Task directions »
Could you report every line of the listing below that holds the word "axum"?

Records for processing »
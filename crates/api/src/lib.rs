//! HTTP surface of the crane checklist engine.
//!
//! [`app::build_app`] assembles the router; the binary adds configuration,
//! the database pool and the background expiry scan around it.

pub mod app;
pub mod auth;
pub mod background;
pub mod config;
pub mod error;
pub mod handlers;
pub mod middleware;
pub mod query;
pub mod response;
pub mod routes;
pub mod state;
...
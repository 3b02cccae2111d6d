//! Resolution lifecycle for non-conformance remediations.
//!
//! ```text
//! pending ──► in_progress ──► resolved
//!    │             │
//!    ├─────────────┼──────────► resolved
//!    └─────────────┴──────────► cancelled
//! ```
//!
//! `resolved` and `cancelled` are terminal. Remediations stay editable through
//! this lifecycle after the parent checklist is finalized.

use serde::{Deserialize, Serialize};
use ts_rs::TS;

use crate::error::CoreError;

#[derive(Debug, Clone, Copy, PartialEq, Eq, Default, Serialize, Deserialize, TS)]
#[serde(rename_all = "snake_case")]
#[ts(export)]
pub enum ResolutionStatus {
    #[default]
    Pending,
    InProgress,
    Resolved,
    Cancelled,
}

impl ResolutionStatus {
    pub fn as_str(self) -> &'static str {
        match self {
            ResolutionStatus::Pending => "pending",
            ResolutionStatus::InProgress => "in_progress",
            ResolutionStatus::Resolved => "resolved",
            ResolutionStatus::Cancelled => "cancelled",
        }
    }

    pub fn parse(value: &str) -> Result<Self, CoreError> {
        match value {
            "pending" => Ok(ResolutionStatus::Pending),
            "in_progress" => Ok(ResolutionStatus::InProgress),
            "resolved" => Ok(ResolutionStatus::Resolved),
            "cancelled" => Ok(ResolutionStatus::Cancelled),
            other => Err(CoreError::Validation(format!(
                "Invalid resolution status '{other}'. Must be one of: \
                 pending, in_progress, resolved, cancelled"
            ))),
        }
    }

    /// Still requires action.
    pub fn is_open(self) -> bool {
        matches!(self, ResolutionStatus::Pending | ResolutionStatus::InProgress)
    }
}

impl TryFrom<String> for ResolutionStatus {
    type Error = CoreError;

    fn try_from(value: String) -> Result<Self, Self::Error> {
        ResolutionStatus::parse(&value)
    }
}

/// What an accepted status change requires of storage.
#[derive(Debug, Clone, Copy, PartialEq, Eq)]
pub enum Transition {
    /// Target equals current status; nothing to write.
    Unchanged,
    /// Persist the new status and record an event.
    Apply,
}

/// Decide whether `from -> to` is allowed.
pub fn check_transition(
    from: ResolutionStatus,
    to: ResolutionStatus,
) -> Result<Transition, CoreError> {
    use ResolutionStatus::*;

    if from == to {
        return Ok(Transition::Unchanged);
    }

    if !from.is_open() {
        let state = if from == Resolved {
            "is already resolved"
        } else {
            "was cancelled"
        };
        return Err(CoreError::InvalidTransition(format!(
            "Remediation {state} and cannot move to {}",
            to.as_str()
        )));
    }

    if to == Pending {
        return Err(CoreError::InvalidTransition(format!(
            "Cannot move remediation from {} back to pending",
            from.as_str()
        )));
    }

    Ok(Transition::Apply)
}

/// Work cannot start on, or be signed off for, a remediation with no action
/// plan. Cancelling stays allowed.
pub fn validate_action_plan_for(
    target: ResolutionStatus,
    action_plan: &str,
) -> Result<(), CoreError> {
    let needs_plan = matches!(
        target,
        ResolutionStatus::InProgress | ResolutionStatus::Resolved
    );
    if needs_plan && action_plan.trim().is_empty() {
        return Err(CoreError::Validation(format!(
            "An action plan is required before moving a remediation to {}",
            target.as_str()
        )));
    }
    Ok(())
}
==
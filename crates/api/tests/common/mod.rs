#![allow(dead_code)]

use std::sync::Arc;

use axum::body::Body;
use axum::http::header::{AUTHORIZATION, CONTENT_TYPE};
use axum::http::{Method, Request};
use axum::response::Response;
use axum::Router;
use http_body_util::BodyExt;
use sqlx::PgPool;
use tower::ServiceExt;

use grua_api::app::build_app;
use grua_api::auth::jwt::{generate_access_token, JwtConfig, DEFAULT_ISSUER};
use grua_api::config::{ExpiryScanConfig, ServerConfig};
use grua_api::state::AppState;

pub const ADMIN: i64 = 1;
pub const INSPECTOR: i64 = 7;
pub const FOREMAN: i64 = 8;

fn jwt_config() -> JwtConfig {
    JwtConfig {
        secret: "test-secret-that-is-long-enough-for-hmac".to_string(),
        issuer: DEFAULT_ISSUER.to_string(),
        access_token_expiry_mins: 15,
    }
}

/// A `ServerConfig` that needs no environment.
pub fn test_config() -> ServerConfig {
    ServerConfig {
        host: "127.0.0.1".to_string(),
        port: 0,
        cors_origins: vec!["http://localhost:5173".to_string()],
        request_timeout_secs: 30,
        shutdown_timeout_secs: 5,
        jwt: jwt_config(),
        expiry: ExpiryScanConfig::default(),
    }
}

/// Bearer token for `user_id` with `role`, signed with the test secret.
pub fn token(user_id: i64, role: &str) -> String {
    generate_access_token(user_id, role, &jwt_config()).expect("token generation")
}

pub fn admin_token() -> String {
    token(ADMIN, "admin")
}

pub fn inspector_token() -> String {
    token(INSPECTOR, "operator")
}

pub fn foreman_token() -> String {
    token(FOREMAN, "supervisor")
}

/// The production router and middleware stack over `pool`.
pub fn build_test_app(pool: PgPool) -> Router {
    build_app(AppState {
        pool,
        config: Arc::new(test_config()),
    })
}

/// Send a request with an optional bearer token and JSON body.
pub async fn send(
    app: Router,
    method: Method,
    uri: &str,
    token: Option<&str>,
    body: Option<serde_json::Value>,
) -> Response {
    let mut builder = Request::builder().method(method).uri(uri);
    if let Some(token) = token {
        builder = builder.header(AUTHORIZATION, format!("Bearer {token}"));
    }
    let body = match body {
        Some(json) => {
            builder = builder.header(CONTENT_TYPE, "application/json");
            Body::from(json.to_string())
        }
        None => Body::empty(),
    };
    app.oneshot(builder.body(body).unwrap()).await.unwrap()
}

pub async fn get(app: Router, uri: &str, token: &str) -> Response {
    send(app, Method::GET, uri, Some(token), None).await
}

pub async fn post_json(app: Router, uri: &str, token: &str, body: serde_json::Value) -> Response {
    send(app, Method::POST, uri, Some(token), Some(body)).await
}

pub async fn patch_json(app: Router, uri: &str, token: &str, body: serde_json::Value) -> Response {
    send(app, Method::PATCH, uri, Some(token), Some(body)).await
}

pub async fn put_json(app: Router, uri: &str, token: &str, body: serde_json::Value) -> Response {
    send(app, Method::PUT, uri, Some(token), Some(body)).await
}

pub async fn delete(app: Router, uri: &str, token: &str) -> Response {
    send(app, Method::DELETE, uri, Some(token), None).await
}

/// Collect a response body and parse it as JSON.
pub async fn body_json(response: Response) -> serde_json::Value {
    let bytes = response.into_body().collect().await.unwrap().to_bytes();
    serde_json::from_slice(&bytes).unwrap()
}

Task solution »
use axum::body::Body;
use axum::http::header::{AUTHORIZATION, CONTENT_TYPE};
use axum::http::{Method, Request};
use axum::response::Response;
use axum::Router;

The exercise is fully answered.